The court heard that Waltham Forest had no plan in place for managing the well-known risks of asbestos and there was an inadequate system for inspecting the dangerous substance at the Town Hall.

HSE served an Improvement Notice on the council requiring them to put in place a proper management plan dealing with the presence of asbestos.

The council was fined a total of £66,000 and ordered to pay £16,862 in costs after pleading guilty to two breaches of the Health and Safety at Work etc Act 1974 and a breach of the Control of Asbestos Regulations 2006.

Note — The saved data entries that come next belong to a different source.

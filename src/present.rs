//! Result normalization and rendering.
//!
//! Turns analysis output into display-ready views. Plagiarism reports are
//! schema-locked and rendered directly. AI-detection results are read from
//! loose JSON: the schema fields (`isAiGenerated`, `confidenceScore`) are
//! authoritative, and a fixed list of legacy aliases is probed only when
//! they are absent, for records written by other producers.
//!
//! Every view carries the pretty-printed raw JSON, so nothing is hidden
//! when no recognized field is found.

use serde::Serialize;
use serde_json::Value;

use crate::models::{AnalysisResult, HistoryRecord, PlagiarismReport};

/// Label shown when no classification field is present.
pub const NO_LABEL: &str = "—";
/// State shown for a plagiarism report with no matching sources.
pub const LOOKS_ORIGINAL: &str = "Looks Original!";

const CLASSIFICATION_KEYS: [&str; 4] = ["isAiGenerated", "isGenerated", "is_ai", "isAI"];
const SCORE_KEYS: [&str; 6] = [
    "confidenceScore",
    "probability",
    "score",
    "confidence",
    "aiProbability",
    "similarity",
];
const NOTE_KEYS: [&str; 4] = ["summary", "explanation", "textSnippet", "resultText"];

const BAR_WIDTH: usize = 20;

#[derive(Debug, Clone, PartialEq, Serialize)]
pub struct AiView {
    /// `"AI"`, `"Human"`, or [`NO_LABEL`].
    pub label: String,
    pub is_ai: Option<bool>,
    /// The probed score as found, before scaling.
    pub score: Option<f64>,
    /// Progress-bar value, 0..=100.
    pub percent: u8,
    pub note: Option<String>,
    pub raw: String,
}

#[derive(Debug, Clone, PartialEq, Serialize)]
pub struct SourceLink {
    /// 1-based position in the model's list.
    pub position: usize,
    pub url: String,
}

#[derive(Debug, Clone, PartialEq, Serialize)]
pub struct PlagiarismView {
    pub percent: u8,
    pub sources: Vec<SourceLink>,
    pub looks_original: bool,
    pub raw: String,
}

#[derive(Debug, Clone, PartialEq, Serialize)]
pub struct ErrorView {
    pub message: String,
    pub raw: String,
}

/// A rendered result of either tool, or an error.
#[derive(Debug, Clone, PartialEq, Serialize)]
#[serde(tag = "view", rename_all = "kebab-case")]
pub enum ResultView {
    AiDetection(AiView),
    Plagiarism(PlagiarismView),
    Error(ErrorView),
}

/// Scales a probed score to a bar value.
///
/// Values in `[0, 1]` are fractions and are multiplied by 100; anything
/// else is taken as a percentage already. Missing scores render as 0.
pub fn score_to_percent(score: Option<f64>) -> u8 {
    let Some(score) = score.filter(|s| s.is_finite()) else {
        return 0;
    };
    let percent = if (0.0..=1.0).contains(&score) {
        score * 100.0
    } else {
        score
    };
    percent.round().clamp(0.0, 100.0) as u8
}

fn raw_json(value: &Value) -> String {
    serde_json::to_string_pretty(value).unwrap_or_else(|_| value.to_string())
}

fn probe_bool(value: &Value) -> Option<bool> {
    CLASSIFICATION_KEYS
        .iter()
        .find_map(|key| value.get(*key).and_then(Value::as_bool))
        .or_else(|| {
            value
                .get("prediction")
                .and_then(Value::as_str)
                .map(|p| p == "ai")
        })
}

fn probe_number(value: &Value) -> Option<f64> {
    SCORE_KEYS.iter().find_map(|key| match value.get(*key)? {
        Value::Number(n) => n.as_f64(),
        Value::String(s) => s.trim().parse::<f64>().ok(),
        _ => None,
    })
}

fn probe_note(value: &Value) -> Option<String> {
    NOTE_KEYS.iter().find_map(|key| match value.get(*key)? {
        Value::Null => None,
        Value::String(s) if s.trim().is_empty() => None,
        Value::String(s) => Some(s.clone()),
        other => Some(other.to_string()),
    })
}

/// Normalizes an AI-detection result of any known shape.
pub fn present_ai(value: &Value) -> AiView {
    let is_ai = probe_bool(value);
    let score = probe_number(value);
    let label = match is_ai {
        Some(true) => "AI",
        Some(false) => "Human",
        None => NO_LABEL,
    };
    AiView {
        label: label.to_string(),
        is_ai,
        score,
        percent: score_to_percent(score),
        note: probe_note(value),
        raw: raw_json(value),
    }
}

pub fn present_plagiarism(report: &PlagiarismReport) -> PlagiarismView {
    let sources: Vec<SourceLink> = report
        .source_urls
        .iter()
        .enumerate()
        .map(|(i, url)| SourceLink {
            position: i + 1,
            url: url.clone(),
        })
        .collect();
    PlagiarismView {
        percent: report.similarity_percentage.round().clamp(0.0, 100.0) as u8,
        looks_original: sources.is_empty(),
        sources,
        raw: raw_json(&serde_json::to_value(report).unwrap_or(Value::Null)),
    }
}

pub fn present_result(result: &AnalysisResult) -> ResultView {
    match result {
        AnalysisResult::AiDetection(_) => ResultView::AiDetection(present_ai(&result.to_json())),
        AnalysisResult::Plagiarism(report) => ResultView::Plagiarism(present_plagiarism(report)),
    }
}

/// Picks a view from the shape of `value`: an `error` key renders an error,
/// a well-formed plagiarism report renders as one, anything else goes
/// through AI-detection probing.
pub fn present(value: &Value) -> ResultView {
    if let Some(message) = value.get("error") {
        let message = match message {
            Value::String(s) => s.clone(),
            other => other.to_string(),
        };
        return ResultView::Error(ErrorView {
            message,
            raw: raw_json(value),
        });
    }
    if value.get("similarityPercentage").is_some() {
        if let Ok(report) = serde_json::from_value::<PlagiarismReport>(value.clone()) {
            return ResultView::Plagiarism(present_plagiarism(&report));
        }
    }
    ResultView::AiDetection(present_ai(value))
}

fn progress_bar(percent: u8) -> String {
    let filled = (percent as usize * BAR_WIDTH + 50) / 100;
    format!(
        "[{}{}] {}%",
        "#".repeat(filled),
        "-".repeat(BAR_WIDTH - filled),
        percent
    )
}

fn escape_html(s: &str) -> String {
    let mut out = String::with_capacity(s.len());
    for c in s.chars() {
        match c {
            '&' => out.push_str("&amp;"),
            '<' => out.push_str("&lt;"),
            '>' => out.push_str("&gt;"),
            '"' => out.push_str("&quot;"),
            '\'' => out.push_str("&#39;"),
            c => out.push(c),
        }
    }
    out
}

fn is_web_url(url: &str) -> bool {
    let lower = url.to_ascii_lowercase();
    lower.starts_with("http://") || lower.starts_with("https://")
}

impl ResultView {
    pub fn raw(&self) -> &str {
        match self {
            ResultView::AiDetection(v) => &v.raw,
            ResultView::Plagiarism(v) => &v.raw,
            ResultView::Error(v) => &v.raw,
        }
    }

    /// Terminal rendering. With `show_raw`, the raw JSON is appended.
    pub fn render_text(&self, show_raw: bool) -> String {
        let mut out = String::new();
        match self {
            ResultView::AiDetection(v) => {
                out.push_str(&format!("Detection: {}\n", v.label));
                out.push_str(&format!("Score:     {}\n", progress_bar(v.percent)));
                if let Some(note) = &v.note {
                    out.push_str(&format!("\nNotes:\n{}\n", note));
                }
            }
            ResultView::Plagiarism(v) => {
                out.push_str(&format!("Similarity: {}\n", progress_bar(v.percent)));
                if v.looks_original {
                    out.push_str(&format!("\n{}\n", LOOKS_ORIGINAL));
                } else {
                    out.push_str("\nSources:\n");
                    for s in &v.sources {
                        out.push_str(&format!("  {}. {}\n", s.position, s.url));
                    }
                }
            }
            ResultView::Error(v) => {
                out.push_str(&format!("Error: {}\n", v.message));
            }
        }
        if show_raw {
            out.push_str("\nRaw JSON:\n");
            out.push_str(self.raw());
            out.push('\n');
        }
        out
    }

    /// HTML fragment with source URLs as links. All text is escaped.
    pub fn render_html(&self) -> String {
        let mut out = String::new();
        match self {
            ResultView::AiDetection(v) => {
                out.push_str(&format!(
                    "<div class=\"detection\"><span class=\"label\">{}</span><progress max=\"100\" value=\"{}\">{}%</progress></div>",
                    escape_html(&v.label),
                    v.percent,
                    v.percent
                ));
                if let Some(note) = &v.note {
                    out.push_str(&format!(
                        "<div class=\"notes\"><h3>Notes</h3><p>{}</p></div>",
                        escape_html(note)
                    ));
                }
            }
            ResultView::Plagiarism(v) => {
                out.push_str(&format!(
                    "<div class=\"similarity\"><progress max=\"100\" value=\"{}\">{}%</progress></div>",
                    v.percent, v.percent
                ));
                if v.looks_original {
                    out.push_str(&format!(
                        "<p class=\"original\">{}</p>",
                        escape_html(LOOKS_ORIGINAL)
                    ));
                } else {
                    out.push_str("<ol class=\"sources\">");
                    for s in &v.sources {
                        let url = escape_html(&s.url);
                        if is_web_url(&s.url) {
                            out.push_str(&format!(
                                "<li><a href=\"{}\" target=\"_blank\" rel=\"noopener noreferrer\">{}</a></li>",
                                url, url
                            ));
                        } else {
                            out.push_str(&format!("<li>{}</li>", url));
                        }
                    }
                    out.push_str("</ol>");
                }
            }
            ResultView::Error(v) => {
                out.push_str(&format!(
                    "<p class=\"error\">{}</p>",
                    escape_html(&v.message)
                ));
            }
        }
        out.push_str(&format!(
            "<details><summary>Raw JSON</summary><pre>{}</pre></details>",
            escape_html(self.raw())
        ));
        out
    }
}

/// One-line summary of a history record for listings.
pub fn history_line(record: &HistoryRecord) -> String {
    const SNIPPET_CHARS: usize = 60;
    let flat: String = record.text.split_whitespace().collect::<Vec<_>>().join(" ");
    let snippet: String = if flat.chars().count() > SNIPPET_CHARS {
        let head: String = flat.chars().take(SNIPPET_CHARS).collect();
        format!("{}…", head)
    } else {
        flat
    };
    format!(
        "{}  {}  {:<16}  {}",
        record.id,
        record
            .timestamp
            .with_timezone(&chrono::Local)
            .format("%Y-%m-%d %H:%M"),
        record.kind.title(),
        snippet
    )
}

After the hearing, HSE inspector Chris Tilley said: 'Waltham Forest was aware of the asbestos in the basement as far back as 1984. It was also aware of the risks from asbestos exposure and of its duty to manage those risks.

'However, the authority singularly failed to do so over more than a decade. Over that period, an unquantifiable number of its own employees plus workers from maintenance companies and similar were regularly exposed to these hazards.'

In a statement, a Waltham Forest council spokesperson said: 'We fully accept that the council should have done more in the past to manage the safety of our buildings.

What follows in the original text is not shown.